Barbara Hendricks, Frosch and Recyclable Materials Legislation

24-Jun-2015 - Mainz

From left: NABU Deutschland President Olaf Tschimpke, Federal Environment Minister Dr. Barbara Hendricks, Werner & Mertz CEO Reinhard Schneider, Regional Chairman of NABU Rhineland-Palatinate Siegfried Schuch, and Werner & Mertz Corporate Affairs Manager Timothy Glaz. Photo credit: Werner & Mertz
The Werner & Mertz Recyclate Initiative is built on advantageous use of lightweight packaging from the Yellow Bag and its integration in a closed technical cycle. The Yellow Bag holds significant and unrealized potential for the manufacture of secondary raw materials such as rPET. Specifically, of the 1.2 million tons of plastic waste collected every year in the Dual System Deutschland (Yellow Bag), about 10% is discarded PET. From those 120,000 tons, approximately 50,000 tons of former PET packaging are remade into low-quality fleece, for example, or window boxes. The remaining 70,000 tons of PET waste end up as auxiliary fuel in community incinerators, whose operation increases CO2 emissions and results in the irretrievable loss of fossil fuels. It is possible, however, to produce relatively high-quality PET material, also known as rPET, from the collected PET and to recycle the packaging again and again. The Mainz-based manufacturer of FROSCH has shown with the Recyclate Initiative that the traceability of PET packaging in a closed cycle is both technically and practically feasible.

A guided tour through the company gave the minister insight into production processes.
The Recyclate Initiative has once again attracted the attention of people in high places. In a discussion with Federal Environment Minister Dr. Barbara Hendricks, Werner & Mertz CEO Reinhard Schneider lobbied for further political support of the Recyclate Initiative. The occasion was a visit by Dr. Hendricks to the FROSCH corporate headquarters in Rheinallee on Tuesday.

A visit to the Water Center, which provides the entire production department with the carefully processed raw material water, presented Dr. Hendricks with a vivid example of how sustainability is practiced throughout Werner & Mertz.
A guided tour through the company gave the minister insight into production processes, conveyed interesting facts about W&M and its employees and showed the wide variety of green products marketed under the brand names FROSCH and GREENCARE PROFESSIONAL. Brief film clips explained the laser sensor technology developed by cooperation partner Unisensor for the fine sorting of PET flakes. The production facilities operated by packaging manufacturer ALPLA on company grounds were also part of the tour. A visit to the Water Center, which provides the entire production department with the carefully processed raw material water, presented Dr.
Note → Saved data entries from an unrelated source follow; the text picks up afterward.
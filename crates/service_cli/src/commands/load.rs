//! Load commands
//!
//! Ingest market and position snapshots from JSON files. Each prints the
//! snapshot's content id, which run requests then reference.

use std::path::Path;

use infra_config::GridConfig;
use pricer_core::types::{MarketSnapshot, PositionSnapshot};
use pricer_dispatch::PricerRegistry;
use service_engine::{ingest_market_snapshot, ingest_position_snapshot};
use tracing::info;

use super::{connect, read_json};
use crate::Result;

/// Run the load-market command
pub async fn market(config: &GridConfig, path: &Path) -> Result<()> {
    let snapshot: MarketSnapshot = read_json(path)?;
    let store = connect(config).await?;

    let id = ingest_market_snapshot(store.as_ref(), &snapshot).await?;
    info!(
        snapshot_id = %id,
        curves = snapshot.curves.len(),
        fx_spots = snapshot.fx_spots.len(),
        scenarios = snapshot.scenarios.len(),
        "Market snapshot loaded"
    );
    println!("{}", id);
    Ok(())
}

/// Run the load-positions command
pub async fn positions(config: &GridConfig, path: &Path) -> Result<()> {
    let snapshot: PositionSnapshot = read_json(path)?;
    let store = connect(config).await?;
    let registry = PricerRegistry::with_defaults();

    let id = ingest_position_snapshot(store.as_ref(), Some(&registry), &snapshot).await?;
    info!(
        snapshot_id = %id,
        positions = snapshot.positions.len(),
        "Position snapshot loaded"
    );
    println!("{}", id);
    Ok(())
}
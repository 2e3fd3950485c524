//! Engine errors.
//!
//! This module provides:
//! - `EngineError`: failures surfaced to callers of the run decomposer and
//!   worker loop
//! - `TaskError`: failures of one claimed task, classified so the worker can
//!   decide between requeue and dead-lettering

use infra_store::StoreError;
use pricer_core::types::{ComputationError, ValidationError};
use thiserror::Error;

/// Errors returned to engine callers.
#[derive(Debug, Error)]
pub enum EngineError {
    /// The request or snapshot is malformed. Nothing was persisted.
    #[error("Validation failed: {0}")]
    Validation(#[from] ValidationError),

    /// The store failed outside a claimed task.
    #[error("Store error: {0}")]
    Store(#[from] StoreError),
}

/// Class of a task failure.
#[derive(Debug, Clone, Copy, PartialEq, Eq)]
pub enum TaskErrorKind {
    NotFound,
    Computation,
    Infrastructure,
}

impl std::fmt::Display for TaskErrorKind {
    fn fmt(&self, f: &mut std::fmt::Formatter<'_>) -> std::fmt::Result {
        match self {
            TaskErrorKind::NotFound => write!(f, "not_found"),
            TaskErrorKind::Computation => write!(f, "computation"),
            TaskErrorKind::Infrastructure => write!(f, "infrastructure"),
        }
    }
}

/// Failure of one claimed task.
#[derive(Debug, Error)]
pub enum TaskError {
    /// A run, snapshot or instrument referenced by the task does not exist.
    #[error("{kind} {id} not found")]
    NotFound {
        /// `run`, `position snapshot`, `market snapshot` or `instrument`
        kind: &'static str,
        id: String,
    },

    /// Pricer dispatch failed for one (position, scenario). Aborts the batch.
    #[error("Computation failed for position {position_id} scenario {scenario_id}: {source}")]
    Computation {
        position_id: String,
        scenario_id: String,
        #[source]
        source: ComputationError,
    },

    /// A store read or write failed mid-task.
    #[error("Infrastructure error: {0}")]
    Infrastructure(#[from] StoreError),
}

impl TaskError {
    pub fn not_found(kind: &'static str, id: impl Into<String>) -> Self {
        Self::NotFound {
            kind,
            id: id.into(),
        }
    }

    pub fn kind(&self) -> TaskErrorKind {
        match self {
            TaskError::NotFound { .. } => TaskErrorKind::NotFound,
            TaskError::Computation { .. } => TaskErrorKind::Computation,
            TaskError::Infrastructure(_) => TaskErrorKind::Infrastructure,
        }
    }

    /// Whether running the task again could plausibly succeed.
    ///
    /// Missing references do not appear by themselves; everything else is
    /// treated as transient.
    pub fn is_retryable(&self) -> bool {
        !matches!(self, TaskError::NotFound { .. })
    }
}

/// Truncate `message` to at most `max_chars` characters, on a char boundary.
pub fn truncate_error(message: &str, max_chars: usize) -> String {
    match message.char_indices().nth(max_chars) {
        Some((idx, _)) => message[..idx].to_string(),
        None => message.to_string(),
    }
}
Hendricks with a vivid example of how sustainability is practiced throughout Werner & Mertz. The company's credibility has been validated once again by the consumers' selection of FROSCH as Germany's Most Trusted Brand 2015.

At the company's invitation, the minister visited in advance of action on amendments to the recyclable materials legislation and met with NABU Deutschland, a Recyclate Initiative cooperation partner and consultant to W&M in environmental issues. NABU Rhineland-Palatinate has cooperated with FROSCH for several years on NABU projects, including the "Upper Rhine Lifeline." On the subject of PET packaging waste, NABU takes a firm position with its engagement in the Recyclate Initiative. NABU Deutschland President Olaf Tschimpke told Dr. Hendricks, "The Recyclate Initiative has shown that something other than incineration is technologically possible." He also expressed his opposition to using PET waste as auxiliary fuel. "Waste incinerators do not have to run forever, but can be converted for more flexible operation."

From the CDU and SPD parliamentary groups, the minister presented a position paper (a compromise of coalition rapporteurs) on modern recyclable materials legislation that puts sustainable, community and consumer-friendly product responsibility in the foreground. According to the paper, the "ecological effectiveness of household collection of recyclables" should be "noticeably improved." Furthermore, the actual requirements should be "dynamic" and based on "the state of the best available technology in use." The signatories suggested that licensing fees take into account the recyclability of packaging and products and incentives be set up for product design based on ecological criteria. Mr. Schneider used similar terms in urging politicians to take up the cause of sustainability: "We need an incentive that moves companies with product responsibility to use more recyclates in the manufacture of packaging." Established as an Open innovation project, the Recyclate Initiative also brings competitors onboard. "You have found the right strategy," said Dr. Hendricks, as she thanked Mr. Schneider for the invitation and once again encouraged the Recyclate Initiative participants to continue on their way. Just last November the minister presented the German Federal Ecodesign Award to the Recyclate Initiative.

Other participants in the discussion with Dr. Hendricks and Werner & Mertz included Siegfried Schuch, the regional chairman of NABU Rhineland-Palatinate; Dr. Benjamin Bongardt, team leader for resource policy in NABU national association; and Timothy Glaz, W&M Corporate Affairs manager.